Representando na solenidade o governador Gladson Cameli, o secretário de governo, Luiz Calixto, expressou seu reconhecimento e apreço pela atuação da procuradoria, destacando sua independência e caráter republicano. Em suas palavras, o secretário ressaltou: “Um órgão que atua com independência”.
Luiz Calixto também parabenizou os procuradores e procuradoras pelo Dia do Procurador, destacando sua importância na segurança jurídica do estado. “Não elaboram suas opiniões sob encomendas, mesmo que estas possam ser contrárias aos interesses políticos momentâneos. Isso evidencia o compromisso da Procuradoria Geral do Estado com a justiça e a legalidade, merecendo todas as homenagens neste dia de celebração”, complementou.
Dra. Janete Melo da Albuquerque, Procuradora-Geral do Estado, destacou a importância da celebração dos 47 anos de instalação da PGE e do Dia do Procurador, ressaltando a relevância histórica dessas datas para a advocacia pública. Ela expressou gratidão às autoridades presentes, bem como aos servidores e colegas que contribuíram para o desenvolvimento da instituição ao longo dos anos.
Em suas palavras, a Dra. Janete enfatizou o papel fundamental desempenhado pela Procuradoria Geral do Estado na defesa dos interesses públicos e na garantia da legalidade dos atos administrativos. Ela destacou a presença constante dos procuradores em todos os setores da administração pública, assegurando a qualidade e a transparência dos serviços oferecidos à sociedade acreana.

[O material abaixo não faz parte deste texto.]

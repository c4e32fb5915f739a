//! Record data from [RFC 1035]: initial record types.
//!
//! This RFC defines the initial set of record types.
//!
//! [RFC 1035]: https://tools.ietf.org/html/rfc1035

pub use self::a::A;
pub use self::hinfo::Hinfo;
pub use self::mx::Mx;
pub use self::name::{Cname, Ns, Ptr};
pub use self::null::{LongNullData, Null};
pub use self::soa::Soa;
pub use self::txt::Txt;

mod a;
mod hinfo;
mod mx;
mod name;
mod null;
mod soa;
mod txt;
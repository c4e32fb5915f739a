//! Resource data implementations.
//!
//! This module contains types for the record data of the record types this
//! crate knows how to encode and decode. Data for all other record types is
//! kept as raw octets in
//! [`UnknownRecordData`][crate::base::rdata::UnknownRecordData].
//!
//! The types are named identically to the [`Rtype`] constant they
//! implement. They are grouped into submodules for the RFCs they are
//! defined in or the area of the protocol they belong to. All types are
//! also re-exported at the top level here. Ie., for the AAAA record type,
//! you can simply `use domain_wire::rdata::Aaaa` instead of
//! `use domain_wire::rdata::aaaa::Aaaa`.
//!
//! The enum [`AllRecordData`] dispatches over all these types by record
//! type. This is what records parsed from a message contain.
//!
//! [`Rtype`]: crate::base::iana::Rtype

#[macro_use]
mod macros;

// The rdata_types! macro (defined in self::macros) reexports the record data
// types here and creates the AllRecordData enum containing all record types
// that can be parsed from a message.
//
// The macro also adds a variant for unknown record data for all types not
// listed.
rdata_types! {
    rfc1035::{
        A,
        Ns,
        Cname,
        Soa,
        Ptr,
        Hinfo,
        Mx,
        Txt,
        Null,
    }
    rfc1183::{
        Rp,
    }
    aaaa::{
        Aaaa,
    }
    srv::{
        Srv,
    }
    dnssec::{
        Ds,
        Rrsig,
        Nsec,
        Dnskey,
    }
    nsec3::{
        Nsec3,
    }
    rfc6672::{
        Dname,
    }
    uri::{
        Uri,
    }
    caa::{
        Caa,
    }
}

pub use self::dnssec::{IllegalSignatureTime, RtypeBitmap, Timestamp};
pub use self::nsec3::{Nsec3Salt, Nsec3SaltError, OwnerHash, OwnerHashError};
pub use self::rfc1035::LongNullData;
pub use self::uri::IllegalUri;

//============ Testing =======================================================
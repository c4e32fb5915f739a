//! Macros making implementing IANA types easier.

/// Creates a standard IANA type wrapping an integer.
///
/// This adds impls for `From`, `PartialEq`, `Eq`, `PartialOrd`, `Ord`,
/// `Hash`, as well as the wire format traits `Compose` and `Parse`.
///
/// For `FromStr` and `Display`, see one of the other macros in this module.
macro_rules! int_enum {
    ( $(#[$attr:meta])* =>
      $ianatype:ident, $inttype:path;
      $( $(#[$variant_attr:meta])* ( $variant:ident =>
                                        $value:expr, $mnemonic:expr) )* ) => {
        $(#[$attr])*
        #[derive(Clone, Copy, Eq, Hash, Ord, PartialEq, PartialOrd)]
        pub struct $ianatype($inttype);

        impl $ianatype {
            $(
                $(#[$variant_attr])*
                pub const $variant: $ianatype = $ianatype($value);
            )*
        }

        impl $ianatype {
            /// Returns a value from its raw integer value.
            #[must_use]
            pub const fn from_int(value: $inttype) -> Self {
                Self(value)
            }

            /// Returns the raw integer value for a value.
            #[must_use]
            pub const fn to_int(self) -> $inttype {
                self.0
            }

            /// Returns a value from a well-defined mnemonic.
            #[must_use]
            pub fn from_mnemonic(m: &[u8]) -> Option<Self> {
                $(
                    if m.eq_ignore_ascii_case($mnemonic.as_bytes()) {
                        return Some($ianatype::$variant)
                    }
                )*
                None
            }

            /// Returns the mnemonic for this value if there is one.
            #[must_use]
            pub const fn to_mnemonic_str(self) -> Option<&'static str> {
                match self {
                    $(
                        $ianatype::$variant => {
                            Some($mnemonic)
                        }
                    )*
                    _ => None
                }
            }
        }

        //--- From

        impl From<$inttype> for $ianatype {
            fn from(value: $inttype) -> Self {
                $ianatype::from_int(value)
            }
        }

        impl From<$ianatype> for $inttype {
            fn from(value: $ianatype) -> Self {
                value.to_int()
            }
        }

        //--- Compose and Parse

        impl $crate::base::wire::Compose for $ianatype {
            fn compose_len(&self) -> usize {
                $crate::base::wire::Compose::compose_len(&self.0)
            }

            fn compose<Target: octseq::builder::OctetsBuilder + ?Sized>(
                &self,
                target: &mut Target,
            ) -> Result<(), $crate::base::wire::ComposeError> {
                $crate::base::wire::Compose::compose(&self.0, target)
            }
        }

        impl $crate::base::wire::Parse for $ianatype {
            fn parse(
                parser: &mut octseq::parse::Parser<'_, [u8]>,
            ) -> Result<Self, $crate::base::wire::ParseError> {
                <$inttype as $crate::base::wire::Parse>::parse(
                    parser
                ).map(Self::from_int)
            }
        }

        //--- Debug

        impl core::fmt::Debug for $ianatype {
            fn fmt(&self, f: &mut core::fmt::Formatter) -> core::fmt::Result {
                match self.to_mnemonic_str() {
                    Some(mnemonic) => {
                        write!(
                            f,
                            concat!(stringify!($ianatype), "::{}"),
                            mnemonic
                        )
                    }
                    None => {
                        f.debug_tuple(stringify!($ianatype))
                            .field(&self.0)
                            .finish()
                    }
                }
            }
        }
    }
}

/// Adds impls for `FromStr` and `Display` to the type given as first argument.
///
/// For `FromStr` recognizes all defined mnemonics ignoring case. Additionally
/// recognizes a value starting with the prefix given in the second argument
/// (again, ignoring case) directly followed by a decimal number.
///
/// For `Display`, values without mnemonic will be written starting with the
/// prefix directly followed by the decimal representation of the value.
macro_rules! int_enum_str_with_prefix {
    ($ianatype:ident, $str_prefix:expr, $inttype:ident, $error:expr) => {
        impl core::str::FromStr for $ianatype {
            type Err = FromStrError;

            fn from_str(s: &str) -> Result<Self, Self::Err> {
                if let Some(res) = $ianatype::from_mnemonic(s.as_bytes()) {
                    return Ok(res);
                }
                let (l, r) = match s.char_indices().nth($str_prefix.len()) {
                    Some((n, _)) => s.split_at(n),
                    None => return Err(FromStrError(())),
                };
                if !l.eq_ignore_ascii_case($str_prefix) {
                    return Err(FromStrError(()));
                }
                r.parse::<$inttype>()
                    .map($ianatype::from_int)
                    .map_err(|_| FromStrError(()))
            }
        }

        impl core::fmt::Display for $ianatype {
            fn fmt(&self, f: &mut core::fmt::Formatter) -> core::fmt::Result {
                match self.to_mnemonic_str() {
                    Some(m) => f.write_str(m),
                    None => {
                        write!(f, "{}{}", $str_prefix, self.to_int())
                    }
                }
            }
        }

        from_str_error!($error);
    };
}

macro_rules! from_str_error {
    ($description:expr) => {
        #[derive(Clone, Debug, Eq, PartialEq)]
        pub struct FromStrError(());

        impl std::error::Error for FromStrError {}

        impl core::fmt::Display for FromStrError {
            fn fmt(&self, f: &mut core::fmt::Formatter) -> core::fmt::Result {
                f.write_str($description)
            }
        }
    };
}
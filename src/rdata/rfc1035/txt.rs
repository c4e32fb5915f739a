//! Record data for the TXT record.
//!
//! This is a private module. It’s content is re-exported by the parent.

use crate::base::charstr::CharStr;
use crate::base::iana::Rtype;
use crate::base::rdata::{ComposeRecordData, ParseRecordData, RecordData};
use crate::base::wire::{Compose, ComposeError, Parse, ParseError};
use bytes::Bytes;
use core::{fmt, slice};
use octseq::builder::OctetsBuilder;
use octseq::parse::Parser;

//------------ Txt ----------------------------------------------------------

/// TXT record data.
///
/// TXT records hold descriptive text. While it may appear as a single text,
/// it internally consists of a sequence of one or more
/// [character strings][CharStr]. Records with an empty sequence are
/// accepted, too.
///
/// The TXT record type is defined in [RFC 1035, section 3.3.14].
///
/// # `Display`
///
/// The `Display` implementation prints the sequence of character strings in
/// their quoted presentation format separated by a single space.
///
/// [RFC 1035, section 3.3.14]: https://tools.ietf.org/html/rfc1035#section-3.3.14
#[derive(Clone, Debug, Default, Eq, Hash, Ord, PartialEq, PartialOrd)]
pub struct Txt(Vec<CharStr>);

impl Txt {
    /// The rtype of this record data type.
    pub(crate) const RTYPE: Rtype = Rtype::TXT;

    /// Creates a new Txt record from a single slice.
    ///
    /// If the slice is longer than 255 octets, it will be broken up into
    /// multiple character strings where all but the last string will be
    /// 255 octets long. An empty slice results in a single empty character
    /// string.
    #[must_use]
    pub fn build_from_slice(text: &[u8]) -> Self {
        if text.is_empty() {
            return Txt(vec![CharStr::empty()]);
        }
        Txt(text
            .chunks(CharStr::MAX_LEN)
            .map(|chunk| {
                // Chunks are never longer than a character string.
                CharStr::from_slice(chunk).unwrap_or_default()
            })
            .collect())
    }

    /// Creates new TXT record data from a sequence of character strings.
    #[must_use]
    pub fn from_charstrs(strings: Vec<CharStr>) -> Self {
        Txt(strings)
    }

    /// Returns an iterator over the character strings.
    pub fn iter(&self) -> slice::Iter<'_, CharStr> {
        self.0.iter()
    }

    /// Returns the number of character strings.
    pub fn len(&self) -> usize {
        self.0.len()
    }

    /// Returns whether there are no character strings at all.
    pub fn is_empty(&self) -> bool {
        self.0.is_empty()
    }

    /// Returns the content of all character strings concatenated.
    pub fn text(&self) -> Bytes {
        let mut res = Vec::with_capacity(
            self.0.iter().map(CharStr::len).sum()
        );
        for s in &self.0 {
            res.extend_from_slice(s.as_slice());
        }
        res.into()
    }

    /// Parses character strings until the parser is exhausted.
    pub fn parse(parser: &mut Parser<'_, [u8]>) -> Result<Self, ParseError> {
        let mut res = Vec::new();
        while parser.remaining() > 0 {
            res.push(CharStr::parse(parser)?);
        }
        Ok(Txt(res))
    }
}

//--- From and IntoIterator

impl From<Vec<CharStr>> for Txt {
    fn from(strings: Vec<CharStr>) -> Self {
        Txt(strings)
    }
}

impl From<CharStr> for Txt {
    fn from(s: CharStr) -> Self {
        Txt(vec![s])
    }
}

impl<'a> IntoIterator for &'a Txt {
    type Item = &'a CharStr;
    type IntoIter = slice::Iter<'a, CharStr>;

    fn into_iter(self) -> Self::IntoIter {
        self.iter()
    }
}

//--- RecordData, ParseRecordData, ComposeRecordData

impl RecordData for Txt {
    fn rtype(&self) -> Rtype {
        Txt::RTYPE
    }
}

impl ParseRecordData for Txt {
    fn parse_rdata(
        rtype: Rtype,
        parser: &mut Parser<'_, [u8]>,
    ) -> Result<Option<Self>, ParseError> {
        if rtype == Txt::RTYPE {
            Self::parse(parser).map(Some)
        } else {
            Ok(None)
        }
    }
}

impl ComposeRecordData for Txt {
    fn rdlen(&self) -> usize {
        self.0.iter().map(|s| s.compose_len()).sum()
    }

    fn compose_rdata<Target: OctetsBuilder + ?Sized>(
        &self,
        target: &mut Target,
    ) -> Result<(), ComposeError> {
        self.0.iter().try_for_each(|s| s.compose(target))
    }
}

//--- Display

impl fmt::Display for Txt {
    fn fmt(&self, f: &mut fmt::Formatter) -> fmt::Result {
        let mut first = true;
        for s in &self.0 {
            if !first {
                f.write_str(" ")?;
            } else {
                first = false;
            }
            write!(f, "\"{}\"", s)?;
        }
        Ok(())
    }
}

//============ Testing =======================================================

#[cfg(test)]
mod test {
    use super::*;
    use crate::base::rdata::test::test_compose_parse;
    use crate::base::rdata::{decode_rdata, encode_rdata};

    #[test]
    fn txt_compose_parse() {
        let rdata = Txt::from_charstrs(vec![
            "v=spf1 -all".parse().unwrap(),
            CharStr::empty(),
            "x".parse().unwrap(),
        ]);
        test_compose_parse(&rdata);
        assert_eq!(rdata.to_string(), "\"v=spf1 -all\" \"\" \"x\"");
        assert_eq!(
            encode_rdata(&Txt::build_from_slice(b"ab")).unwrap(),
            b"\x00\x03\x02ab"
        );
    }

    #[test]
    fn build_from_long_slice() {
        let text = vec![b'a'; 600];
        let rdata = Txt::build_from_slice(&text);
        assert_eq!(
            rdata.iter().map(CharStr::len).collect::<Vec<_>>(),
            [255, 255, 90]
        );
        assert_eq!(rdata.text().as_ref(), text.as_slice());
        test_compose_parse(&rdata);
        assert_eq!(Txt::build_from_slice(b"").len(), 1);
    }

    #[test]
    fn parse_truncated_string() {
        assert_eq!(
            decode_rdata::<Txt>(Rtype::TXT, b"\x00\x03\x05ab", 0),
            Err(ParseError::ShortInput)
        );
        let (rdata, _) = decode_rdata::<Txt>(Rtype::TXT, b"\x00\x00", 0).unwrap();
        assert!(rdata.is_empty());
    }
}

“A Procuradoria Geral do Estado defende os interesses ao garantir a legalidade dos atos da administração. Exercendo esse importante papel, atua para resguardar o interesse de toda a sociedade”, afirmou a Dra. Janete, ressaltando o compromisso da instituição com a justiça e o bem-estar da população.
O procurador Cristóvam Pontes, subchefe da Casa Civil, ressaltou a importância do papel desempenhado pela Procuradoria na garantia da legalidade das ações governamentais. Ele destacou a relevância do cargo que ocupa no executivo, enfatizando sua contribuição para assegurar a legalidade e a transparência nas ações do governo.
“Agradeço a presença de todos nesta sessão solene. Quero estender meus cumprimentos ao presidente em exercício, deputado Pedro Longo, e aos demais deputados presentes, bem como aos representantes do governo e demais autoridades. É um dia de festa para a Procuradoria Geral do Estado, e quero parabenizar nossa PGE pelo empenho e mobilização neste evento. O engajamento de todos é notável e digno de reconhecimento.”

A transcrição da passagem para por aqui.